HBO, along with virtually every other TV network, will crop 2.35:1 (i.e., Cinescope) aspect-ratio movies down to 1.77:1 so that the movie will fill the screen. It's more or less the same thing that TV networks have always done with movies, but obviously not as bad as going from 2:35:1 to 1.33:1, as they used to do for SDTV.



























An example of "pan & scan" used to show widescreen movies on 4x3 TVs.









Scene from I-Robot DVD in 2.35:1









Same scene cropped by HBO to 1.77:1

A 16x9 TV = 1.77:1 aspect ratio, which is extremely close to the 1.85:1 used for most comedies and dramas. "Epics" and special effects movies are more typically shot in "super-wide" 2.35:1, and when presented in their original aspect ratio (OAR), will have black bars on top and bottom even on a widescreen TV.

The problem for HBO and other networks is that customers often complain about the black bars, believing that HD movies "should fill the screen" because "we paid for this expensive HDTV." Because of those pressures, they crop the sides off and zoom in to fill the screen.


----------



## Tom Servo (Mar 7, 2007)

It's a shame they do that, because the higher resolution and color depth of HDTV allows the picture to remain crisp and viewable even when the entire image is presented with the black bars at top and bottom.
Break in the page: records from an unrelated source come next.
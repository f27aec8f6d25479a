//! Export results

use std::fs;
use std::path::{Path, PathBuf};

use crate::codec::WAV_HEADER_LEN;
use crate::error::{Result, ToneError};

/// Downloadable output of one export
#[derive(Debug, Clone, PartialEq, Eq)]
pub enum ExportArtifact {
    /// The whole duration as one WAV file
    Single(Vec<u8>),
    /// Uncompressed zip of `part01.wav`, `part02.wav`, ...
    Archive(Vec<u8>),
    /// Separate WAV files in timeline order; the caller delivers each
    Parts(Vec<Vec<u8>>),
}

impl ExportArtifact {
    pub fn kind(&self) -> &'static str {
        match self {
            ExportArtifact::Single(_) => "single",
            ExportArtifact::Archive(_) => "archive",
            ExportArtifact::Parts(_) => "parts",
        }
    }

    /// Number of files the user ends up with once unpacked
    pub fn file_count(&self) -> usize {
        match self {
            ExportArtifact::Single(_) | ExportArtifact::Archive(_) => 1,
            ExportArtifact::Parts(parts) => parts.len(),
        }
    }

    pub fn total_bytes(&self) -> usize {
        match self {
            ExportArtifact::Single(bytes) | ExportArtifact::Archive(bytes) => bytes.len(),
            ExportArtifact::Parts(parts) => parts.iter().map(Vec::len).sum(),
        }
    }

    /// Reject artifacts that carry no audio
    ///
    /// # Errors
    /// * `EmptyOutput` - An empty archive, a part list with no parts, or a
    ///   WAV file with nothing after its header; `part` is 1-based
    pub fn ensure_audio(&self) -> Result<()> {
        match self {
            ExportArtifact::Single(bytes) if bytes.len() <= WAV_HEADER_LEN => {
                Err(ToneError::EmptyOutput { part: 1 })
            }
            ExportArtifact::Archive(bytes) if bytes.is_empty() => {
                Err(ToneError::EmptyOutput { part: 1 })
            }
            ExportArtifact::Parts(parts) if parts.is_empty() => {
                Err(ToneError::EmptyOutput { part: 1 })
            }
            ExportArtifact::Parts(parts) => {
                match parts.iter().position(|p| p.len() <= WAV_HEADER_LEN) {
                    Some(i) => Err(ToneError::EmptyOutput { part: i + 1 }),
                    None => Ok(()),
                }
            }
            _ => Ok(()),
        }
    }

    /// Write the artifact into `dir` using `stem` as the base file name
    ///
    /// # Returns
    /// Paths written, in timeline order
    pub fn write_to(&self, dir: &Path, stem: &str) -> Result<Vec<PathBuf>> {
        fs::create_dir_all(dir)?;
        let written = match self {
            ExportArtifact::Single(bytes) => {
                let path = dir.join(format!("{}.wav", stem));
                fs::write(&path, bytes)?;
                vec![path]
            }
            ExportArtifact::Archive(bytes) => {
                let path = dir.join(format!("{}.zip", stem));
                fs::write(&path, bytes)?;
                vec![path]
            }
            ExportArtifact::Parts(parts) => {
                let mut paths = Vec::with_capacity(parts.len());
                for (i, bytes) in parts.iter().enumerate() {
                    let path = dir.join(format!("{}-{}", stem, part_name(i)));
                    fs::write(&path, bytes)?;
                    paths.push(path);
                }
                paths
            }
        };
        Ok(written)
    }
}

/// File name of the 0-based part `index`: `part01.wav`, `part02.wav`, ...
pub fn part_name(index: usize) -> String {
    format!("part{:02}.wav", index + 1)
}
//! Tonegen CLI - Offline Tone Renderer
//!
//! Command-line interface for the tonegen export pipeline.

use anyhow::Context;
use clap::Parser;
use tracing::info;
use tracing_subscriber::EnvFilter;

use tonegen::cli::commands;
use tonegen::cli::{Cli, Commands};

#[tokio::main]
async fn main() -> anyhow::Result<()> {
    let cli = Cli::parse();

    let default_level = if cli.verbose { "debug" } else { "info" };
    tracing_subscriber::fmt()
        .with_env_filter(
            EnvFilter::try_from_default_env().unwrap_or_else(|_| EnvFilter::new(default_level)),
        )
        .init();

    info!("Tonegen v{}", env!("CARGO_PKG_VERSION"));

    let config = commands::load_config(cli.config.as_deref())
        .with_context(|| "failed to load export settings")?;

    match cli.command {
        Commands::Render {
            request,
            output,
            name,
            seed,
            fingerprint,
        } => {
            let mut config = config;
            if seed.is_some() {
                config.noise_seed = seed;
            }
            config.embed_fingerprint |= fingerprint;
            commands::render(&request, config, &output, &name)
                .await
                .map_err(|e| anyhow::anyhow!("{}", e.friendly_message()))
                .with_context(|| "render failed")?;
        }
        Commands::Plan { request } => commands::plan(&request, config)?,
        Commands::Effects => commands::list_effects()?,
        Commands::Inspect { path } => commands::inspect(&path)
            .with_context(|| format!("failed to inspect {}", path.display()))?,
    }

    Ok(())
}
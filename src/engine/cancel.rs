//! Cooperative cancellation for exports

use std::sync::atomic::{AtomicBool, Ordering};
use std::sync::Arc;

use crate::error::{Result, ToneError};

/// Shared cancel flag, checked at slice boundaries
#[derive(Debug, Clone, Default)]
pub struct CancellationToken {
    cancelled: Arc<AtomicBool>,
}

impl CancellationToken {
    pub fn new() -> Self {
        Self::default()
    }

    /// Request cancellation; the export stops before its next slice
    pub fn cancel(&self) {
        self.cancelled.store(true, Ordering::SeqCst);
    }

    pub fn is_cancelled(&self) -> bool {
        self.cancelled.load(Ordering::SeqCst)
    }

    /// `Err(Cancelled)` once cancellation has been requested
    pub fn check(&self) -> Result<()> {
        if self.is_cancelled() {
            Err(ToneError::Cancelled)
        } else {
            Ok(())
        }
    }
}
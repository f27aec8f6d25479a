//! Offline (non-real-time) rendering context
//!
//! A context renders a fixed number of stereo frames as fast as possible. It
//! is created per window, owns nothing but its dimensions and clock, and is
//! consumed by `start_rendering`, so a graph can never outlive its window.

use crate::engine::buffer::{StereoBuffer, STEREO_CHANNELS};
use crate::error::{Result, ToneError};
use crate::graph::ToneGraph;

/// Maps a window-local frame index onto the timeline oscillators follow
#[derive(Debug, Clone, Copy, PartialEq, Eq)]
pub struct RenderClock {
    /// Timeline frame of the window's first sample
    pub start_frame: u64,
    pub sample_rate: u32,
}

impl RenderClock {
    pub fn new(start_frame: u64, sample_rate: u32) -> Self {
        Self {
            start_frame,
            sample_rate,
        }
    }

    /// Timeline position of local frame `index`, in seconds
    #[inline]
    pub fn seconds(&self, index: usize) -> f64 {
        (self.start_frame + index as u64) as f64 / self.sample_rate as f64
    }

    /// Normalized phase in `[0, 1)` of a `frequency` Hz cycle at local frame `index`.
    ///
    /// Whole seconds and the sub-second remainder are folded separately, so
    /// precision holds across a 12-hour timeline and the result depends only
    /// on the timeline frame, not on how the timeline was windowed.
    #[inline]
    pub fn cycles(&self, frequency: f64, index: usize) -> f64 {
        let frame = self.start_frame + index as u64;
        let rate = self.sample_rate as u64;
        let whole = (frame / rate) as f64;
        let rem = (frame % rate) as f64;
        ((frequency * whole).fract() + frequency * rem / self.sample_rate as f64).fract()
    }
}

/// Fixed-size stereo render target for one window
#[derive(Debug, Clone)]
pub struct OfflineContext {
    slice_index: usize,
    num_frames: usize,
    clock: RenderClock,
}

impl OfflineContext {
    /// Create a context for window `slice_index` of `num_frames` frames
    pub fn new(slice_index: usize, num_frames: usize, clock: RenderClock) -> Result<Self> {
        if num_frames == 0 {
            return Err(ToneError::RenderFailed {
                slice_index,
                reason: "render window has no frames".to_string(),
            });
        }
        Ok(Self {
            slice_index,
            num_frames,
            clock,
        })
    }

    pub fn slice_index(&self) -> usize {
        self.slice_index
    }

    pub fn num_frames(&self) -> usize {
        self.num_frames
    }

    pub fn num_channels(&self) -> usize {
        STEREO_CHANNELS
    }

    pub fn sample_rate(&self) -> u32 {
        self.clock.sample_rate
    }

    pub fn clock(&self) -> RenderClock {
        self.clock
    }

    /// Run `graph` into a fresh buffer on the blocking pool.
    ///
    /// Resolves once the whole window is computed. A panicking graph or one
    /// producing NaN/Inf fails the window.
    pub async fn start_rendering(self, mut graph: ToneGraph) -> Result<StereoBuffer> {
        let slice_index = self.slice_index;
        let clock = self.clock;
        let num_frames = self.num_frames;

        let rendered = tokio::task::spawn_blocking(move || {
            let mut output = StereoBuffer::new(num_frames, clock.sample_rate);
            graph.render(&mut output, &clock);
            output
        })
        .await
        .map_err(|e| ToneError::RenderFailed {
            slice_index,
            reason: format!("render worker failed: {}", e),
        })?;

        if let Some((channel, frame)) = rendered.find_non_finite() {
            return Err(ToneError::RenderFailed {
                slice_index,
                reason: format!(
                    "non-finite sample in channel {} at frame {}",
                    channel, frame
                ),
            });
        }

        Ok(rendered)
    }
}
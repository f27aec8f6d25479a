//! Error handling for tonegen
//!
//! Every error carries a stable code, a recoverability flag and recovery
//! suggestions so the export front-end can raise a single, actionable notice.

use thiserror::Error;

/// Result type alias for tonegen operations
pub type Result<T> = std::result::Result<T, ToneError>;

/// Main error type for tonegen operations
#[derive(Error, Debug)]
pub enum ToneError {
    // Invalid Input Errors
    #[error("No enabled channels: at least one oscillator must be enabled")]
    NoEnabledChannels,

    #[error("Duration {duration_secs:.1}s is outside the allowed range {min_secs:.0}..={max_secs:.0}s")]
    DurationOutOfRange {
        duration_secs: f64,
        min_secs: f64,
        max_secs: f64,
    },

    #[error("Sample rate {sample_rate} Hz is not supported")]
    SampleRateOutOfRange { sample_rate: u32 },

    #[error("Too many channels: {count} (maximum {max})")]
    TooManyChannels { count: usize, max: usize },

    #[error("Invalid channel {id}: {reason}")]
    InvalidChannel { id: u32, reason: String },

    #[error("Unknown effect: {effect_id}")]
    UnknownEffect { effect_id: String },

    #[error("Effect '{effect_id}' value {value} is outside {min}..={max}")]
    EffectOutOfRange {
        effect_id: String,
        value: f64,
        min: f64,
        max: f64,
    },

    #[error("Invalid configuration: {reason}")]
    InvalidConfig { reason: String },

    // Encoding Errors
    #[error("Channel buffers have mismatched lengths: {lengths:?}")]
    BufferLengthMismatch { lengths: Vec<usize> },

    #[error("Unsupported channel count: {count} (only mono/stereo supported)")]
    UnsupportedChannelCount { count: usize },

    #[error("Encoding produced no audio data for part {part}")]
    EmptyOutput { part: usize },

    #[error("WAV encoding failed: {reason}")]
    Encode { reason: String },

    #[error("Invalid WAV data: {reason}")]
    InvalidWav { reason: String },

    // Render Errors
    #[error("Render failed in slice {slice_index}: {reason}")]
    RenderFailed { slice_index: usize, reason: String },

    #[error("Export timed out after {limit_secs:.0}s")]
    Timeout { duration_secs: f64, limit_secs: f64 },

    #[error("Export cancelled")]
    Cancelled,

    // Packaging Errors
    #[error("Archive packaging failed: {reason}")]
    Archive { reason: String },

    // Collaborator Errors
    #[error("{collaborator} failed: {reason}")]
    Collaborator {
        collaborator: &'static str,
        reason: String,
    },

    // Fingerprint Errors
    #[error("Buffer too short for fingerprint: {available} samples, {required} required")]
    FingerprintCapacity { available: usize, required: usize },

    // I/O Errors
    #[error("I/O error: {0}")]
    Io(#[from] std::io::Error),

    // Serialization Errors
    #[error("Serialization error: {0}")]
    Serialization(#[from] serde_json::Error),
}

impl ToneError {
    /// Get the error code for this error type
    pub fn error_code(&self) -> &'static str {
        match self {
            ToneError::NoEnabledChannels => "NO_ENABLED_CHANNELS",
            ToneError::DurationOutOfRange { .. } => "DURATION_OUT_OF_RANGE",
            ToneError::SampleRateOutOfRange { .. } => "SAMPLE_RATE_OUT_OF_RANGE",
            ToneError::TooManyChannels { .. } => "TOO_MANY_CHANNELS",
            ToneError::InvalidChannel { .. } => "INVALID_CHANNEL",
            ToneError::UnknownEffect { .. } => "UNKNOWN_EFFECT",
            ToneError::EffectOutOfRange { .. } => "EFFECT_OUT_OF_RANGE",
            ToneError::InvalidConfig { .. } => "INVALID_CONFIG",
            ToneError::BufferLengthMismatch { .. } => "BUFFER_LENGTH_MISMATCH",
            ToneError::UnsupportedChannelCount { .. } => "UNSUPPORTED_CHANNEL_COUNT",
            ToneError::EmptyOutput { .. } => "EMPTY_OUTPUT",
            ToneError::Encode { .. } => "ENCODE_ERROR",
            ToneError::InvalidWav { .. } => "INVALID_WAV",
            ToneError::RenderFailed { .. } => "RENDER_FAILED",
            ToneError::Timeout { .. } => "TIMEOUT",
            ToneError::Cancelled => "CANCELLED",
            ToneError::Archive { .. } => "ARCHIVE_ERROR",
            ToneError::Collaborator { .. } => "COLLABORATOR_ERROR",
            ToneError::FingerprintCapacity { .. } => "FINGERPRINT_CAPACITY",
            ToneError::Io(_) => "IO_ERROR",
            ToneError::Serialization(_) => "SERIALIZATION_ERROR",
        }
    }

    /// Check if this error is an input problem rejected before rendering
    pub fn is_invalid_input(&self) -> bool {
        matches!(
            self,
            ToneError::NoEnabledChannels
                | ToneError::DurationOutOfRange { .. }
                | ToneError::SampleRateOutOfRange { .. }
                | ToneError::TooManyChannels { .. }
                | ToneError::InvalidChannel { .. }
                | ToneError::UnknownEffect { .. }
                | ToneError::EffectOutOfRange { .. }
                | ToneError::InvalidConfig { .. }
        )
    }

    /// Check if this error is recoverable by the user retrying with changes
    pub fn is_recoverable(&self) -> bool {
        match self {
            ToneError::Timeout { .. } => true,
            ToneError::Cancelled => true,
            ToneError::RenderFailed { .. } => true,
            ToneError::Collaborator { .. } => true,
            e => e.is_invalid_input(),
        }
    }

    /// Get recovery suggestions for this error
    pub fn recovery_suggestions(&self) -> Vec<&'static str> {
        match self {
            ToneError::NoEnabledChannels => vec![
                "Enable at least one frequency channel",
                "Check that the channel list is not empty",
            ],
            ToneError::DurationOutOfRange { .. } => vec![
                "Choose a duration between 30 seconds and 12 hours",
            ],
            ToneError::EffectOutOfRange { .. } | ToneError::UnknownEffect { .. } => vec![
                "Reset the effect to its default value",
                "Run 'tonegen effects' to list valid effect ranges",
            ],
            ToneError::RenderFailed { .. } => vec![
                "Restart the export",
                "Disable recently enabled effects and try again",
            ],
            ToneError::Timeout { .. } => vec![
                "Try a shorter duration",
                "Export in several shorter sessions",
            ],
            ToneError::Archive { .. } => vec![
                "Download the parts individually",
            ],
            ToneError::Io(_) => vec![
                "Check that the output location is writable",
                "Free up disk space",
            ],
            _ => vec![],
        }
    }

    /// Get a user-friendly message for this error
    pub fn friendly_message(&self) -> String {
        match self {
            ToneError::NoEnabledChannels => {
                "There is nothing to render yet. Turn on at least one frequency channel.".to_string()
            }
            ToneError::RenderFailed { slice_index, .. } => {
                format!(
                    "Rendering stopped at segment {}. No file was produced, please restart the export.",
                    slice_index + 1
                )
            }
            ToneError::Timeout { duration_secs, .. } => {
                format!(
                    "The {:.0}-second export took too long and was stopped. Try a shorter duration.",
                    duration_secs
                )
            }
            ToneError::Cancelled => "The export was cancelled.".to_string(),
            _ => self.to_string(),
        }
    }
}
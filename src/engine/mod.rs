//! Render engine
//!
//! Offline rendering core:
//! - Stereo sample buffers
//! - Render clock and per-window offline contexts
//! - Timeline slicing and the chunked renderer
//! - Cooperative cancellation

pub mod buffer;
pub mod cancel;
pub mod context;
pub mod renderer;
pub mod slice;

pub use buffer::{linear_to_db, StereoBuffer, STEREO_CHANNELS};
pub use cancel::CancellationToken;
pub use context::{OfflineContext, RenderClock};
pub use renderer::ChunkedRenderer;
pub use slice::{plan_slices, plan_span, Slice};
//! Untrusted policy payloads from the remote check service.
//!
//! Any field of the `/check` response may be absent, wrong-typed, or
//! contradictory across service versions. All access goes through type-checked
//! accessors with a documented fallback; a malformed field reads as absent and
//! is never an error.

use serde::{Deserialize, Serialize};
use serde_json::Value;

/// Raw `/check` response, kept as unvalidated JSON.
#[derive(Debug, Clone, Default, PartialEq, Serialize, Deserialize)]
pub struct RawPolicy(pub Value);

impl RawPolicy {
    pub fn new(value: Value) -> Self {
        Self(value)
    }

    /// Hard-block flag. Missing or non-boolean reads as `false`.
    pub fn block(&self) -> bool {
        self.0.get("block").and_then(Value::as_bool).unwrap_or(false)
    }

    /// Server risk score, if numeric.
    pub fn risk_score(&self) -> Option<f64> {
        self.0.get("risk_score").and_then(as_finite_f64)
    }

    /// Legacy `score` field, if numeric.
    pub fn score(&self) -> Option<f64> {
        self.0.get("score").and_then(as_finite_f64)
    }

    /// Categorical risk reasons; falls back to `risk_factors`, then empty.
    pub fn reasons(&self) -> Vec<String> {
        string_list(self.0.get("reasons"))
            .or_else(|| string_list(self.0.get("risk_factors")))
            .unwrap_or_default()
    }

    /// Whether the payload carries an explicit sanction-hit signal under any
    /// of the field names upstream has used (`sanctionHits`, `ofac`,
    /// `sanctioned`).
    pub fn sanction_hit(&self) -> bool {
        ["sanctionHits", "ofac", "sanctioned"]
            .iter()
            .any(|key| self.0.get(*key).map(is_truthy).unwrap_or(false))
    }

    /// Structured explain object, when upstream supplies one.
    pub fn explain(&self) -> Option<&Value> {
        self.0.get("explain").filter(|v| v.is_object())
    }

    /// Feature bag (`ageDays`, `mixerTaint`, `local.*`), when present.
    pub fn feats(&self) -> Option<&Value> {
        self.0.get("feats").filter(|v| v.is_object())
    }
}

/// Numeric read that rejects NaN/infinity along with non-numbers.
pub(crate) fn as_finite_f64(v: &Value) -> Option<f64> {
    v.as_f64().filter(|n| n.is_finite())
}

/// Read a JSON array of strings, skipping non-string elements. `None` when the
/// field is absent or not an array.
pub(crate) fn string_list(v: Option<&Value>) -> Option<Vec<String>> {
    let items = v?.as_array()?;
    Some(
        items
            .iter()
            .filter_map(|i| i.as_str().map(str::to_owned))
            .collect(),
    )
}

/// JavaScript-style truthiness for signal flags that have shipped as booleans,
/// counts, and arrays at different times.
pub(crate) fn is_truthy(v: &Value) -> bool {
    match v {
        Value::Null => false,
        Value::Bool(b) => *b,
        Value::Number(n) => n.as_f64().map(|f| f != 0.0).unwrap_or(false),
        Value::String(s) => !s.is_empty(),
        Value::Array(a) => !a.is_empty(),
        Value::Object(_) => true,
    }
}

#[cfg(test)]
mod tests {
    use super::*;
    use serde_json::json;

    #[test]
    fn wrong_typed_fields_read_as_absent() {
        let policy = RawPolicy::new(json!({
            "block": "yes",
            "risk_score": "85",
            "reasons": "not-a-list",
            "risk_factors": ["fan In High", 7],
        }));

        assert!(!policy.block());
        assert_eq!(policy.risk_score(), None);
        assert_eq!(policy.reasons(), vec!["fan In High".to_string()]);
    }

    #[test]
    fn sanction_hit_accepts_any_known_field_name() {
        assert!(RawPolicy::new(json!({ "sanctionHits": 2 })).sanction_hit());
        assert!(RawPolicy::new(json!({ "ofac": true })).sanction_hit());
        assert!(RawPolicy::new(json!({ "sanctioned": true })).sanction_hit());
        assert!(!RawPolicy::new(json!({ "sanctionHits": 0 })).sanction_hit());
        assert!(!RawPolicy::new(json!({})).sanction_hit());
    }

    #[test]
    fn non_finite_scores_are_rejected() {
        let policy = RawPolicy::new(json!({ "risk_score": 72.5 }));
        assert_eq!(policy.risk_score(), Some(72.5));
        assert_eq!(RawPolicy::default().risk_score(), None);
    }

    #[test]
    fn explain_must_be_an_object() {
        assert!(RawPolicy::new(json!({ "explain": { "ofacHit": true } }))
            .explain()
            .is_some());
        assert!(RawPolicy::new(json!({ "explain": "n/a" })).explain().is_none());
    }
}
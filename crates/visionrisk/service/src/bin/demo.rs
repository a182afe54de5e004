//! End-to-end demo: seeds an in-memory data source with a handful of wallet
//! fixtures, drives the worker through INIT and a streaming SCORE_BATCH, and
//! prints the narrative for each result.
//!
//! ```sh
//! cargo run -p visionrisk-service --bin demo
//! ```

use std::sync::Arc;

use anyhow::Result;
use chrono::Utc;
use serde_json::json;
use tokio::sync::mpsc;
use visionrisk_client::StaticRiskSource;
use visionrisk_engine::narrate;
use visionrisk_service::{
    RequestEnvelope, RiskWorker, WorkerRequest, WorkerResponse,
};
use visionrisk_types::{NeighborGraph, NeighborLink, NeighborRecord, ScoreItem, Tone};

const DAY_MS: i64 = 86_400_000;

fn seed_demo_source(now_ms: i64) -> StaticRiskSource {
    let dormant_nodes: Vec<NeighborRecord> = (0..6i64)
        .map(|i| NeighborRecord {
            id: format!("0xdorm{i}"),
            created_at: Some(now_ms - 500 * DAY_MS),
            last_tx_at: Some(now_ms - (120 + i) * DAY_MS),
            tx_count: Some(12.0),
            labels: Vec::new(),
        })
        .collect();
    let dormant_links = dormant_nodes
        .iter()
        .map(|node| NeighborLink {
            a: "0xfresh".to_string(),
            b: node.id.clone(),
            weight: 1.0,
        })
        .collect();

    StaticRiskSource::new()
        .with_policy(
            "0xsanctioned",
            json!({
                "risk_score": 100,
                "block": true,
                "reasons": ["OFAC SDN match"],
            }),
        )
        .with_policy(
            "0xfresh",
            json!({
                "risk_score": 68,
                "reasons": ["fan In High", "burst Anomaly"],
                "feats": { "mixerTaint": 0.4 },
            }),
        )
        .with_policy("0xveteran", json!({ "score": 12 }))
        .with_earliest_tx("0xfresh", now_ms - 20 * DAY_MS)
        .with_earliest_tx("0xveteran", now_ms - 1800 * DAY_MS)
        .with_neighbors(
            "0xfresh",
            NeighborGraph {
                nodes: dormant_nodes,
                links: dormant_links,
            },
        )
}

#[tokio::main]
async fn main() -> Result<()> {
    tracing_subscriber::fmt()
        .with_env_filter(
            tracing_subscriber::EnvFilter::try_from_default_env()
                .unwrap_or_else(|_| "info".into()),
        )
        .init();

    let now_ms = Utc::now().timestamp_millis();
    let mut worker = RiskWorker::new(Arc::new(seed_demo_source(now_ms)));
    let (tx, mut rx) = mpsc::unbounded_channel();

    let init = RequestEnvelope::new(WorkerRequest::Init(Default::default()));
    worker.handle(init.to_value(), &tx).await;

    let batch = RequestEnvelope::new(WorkerRequest::ScoreBatch {
        items: vec![
            ScoreItem::new("0xsanctioned", "eth"),
            ScoreItem::new("0xfresh", "eth"),
            ScoreItem::new("0xveteran", "eth"),
            ScoreItem::new("0xunknown", "eth"),
        ],
    });
    worker.handle(batch.to_value(), &tx).await;
    drop(tx);

    while let Some(envelope) = rx.recv().await {
        match envelope.response {
            WorkerResponse::InitOk {
                capabilities,
                ruleset,
            } => {
                println!("worker ready: ruleset={ruleset} capabilities={capabilities:?}");
            }
            WorkerResponse::ResultStream { data } => {
                let narrative = narrate(&data.explain, Tone::Analyst);
                let verdict = if data.blocked { "BLOCKED" } else { "ok" };
                println!("\n{} [{}] score={} {}", data.id, data.network, data.score, verdict);
                println!("  {}", narrative.text);
                for badge in &narrative.badges {
                    println!("  badge: {} ({:?})", badge.label, badge.level);
                }
                for factor in &narrative.factors {
                    println!("  factor: {} +{}", factor.label, factor.delta);
                }
            }
            WorkerResponse::Error { error } => println!("error: {error}"),
            WorkerResponse::Done => println!("\nbatch complete"),
            other => println!("unexpected frame: {other:?}"),
        }
    }

    Ok(())
}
It seems like only HDNet Movies and IFC (which we don't get in HD) are pretty faithful to the original aspect ratio.


----------



## sodina (Apr 29, 2009)

oh, i see.
thanks for quick replies.


----------



## HoTat2 (Nov 16, 2005)

BattleZone said:


> *HBO, along with virtually every other TV network, will crop 2.35:1 (i.e., Cinescope) aspect-ratio movies down to 1.77:1 so that the movie will fill the screen*. It's more or less the same thing that TV networks have always done with movies, but obviously not as bad as going from 2:35:1 to 1.33:1, as they used to do for SDTV ....
> 
> ...A 16x9 TV = 1.77:1 aspect ratio, which is extremely close to the 1.85:1 used for most comedies and dramas. "Epics" and special effects movies are more typically shot in "super-wide" 2.35:1, and when presented in their original aspect ratio (OAR), will have black bars on top and bottom even on a widescreen TV.
> 
> The problem for HBO and other networks is that customers often complain about the black bars, believing that HD movies "should fill the screen" because "we paid for this expensive HDTV." Because of those pressures, they crop the sides off and zoom in to fill the screen.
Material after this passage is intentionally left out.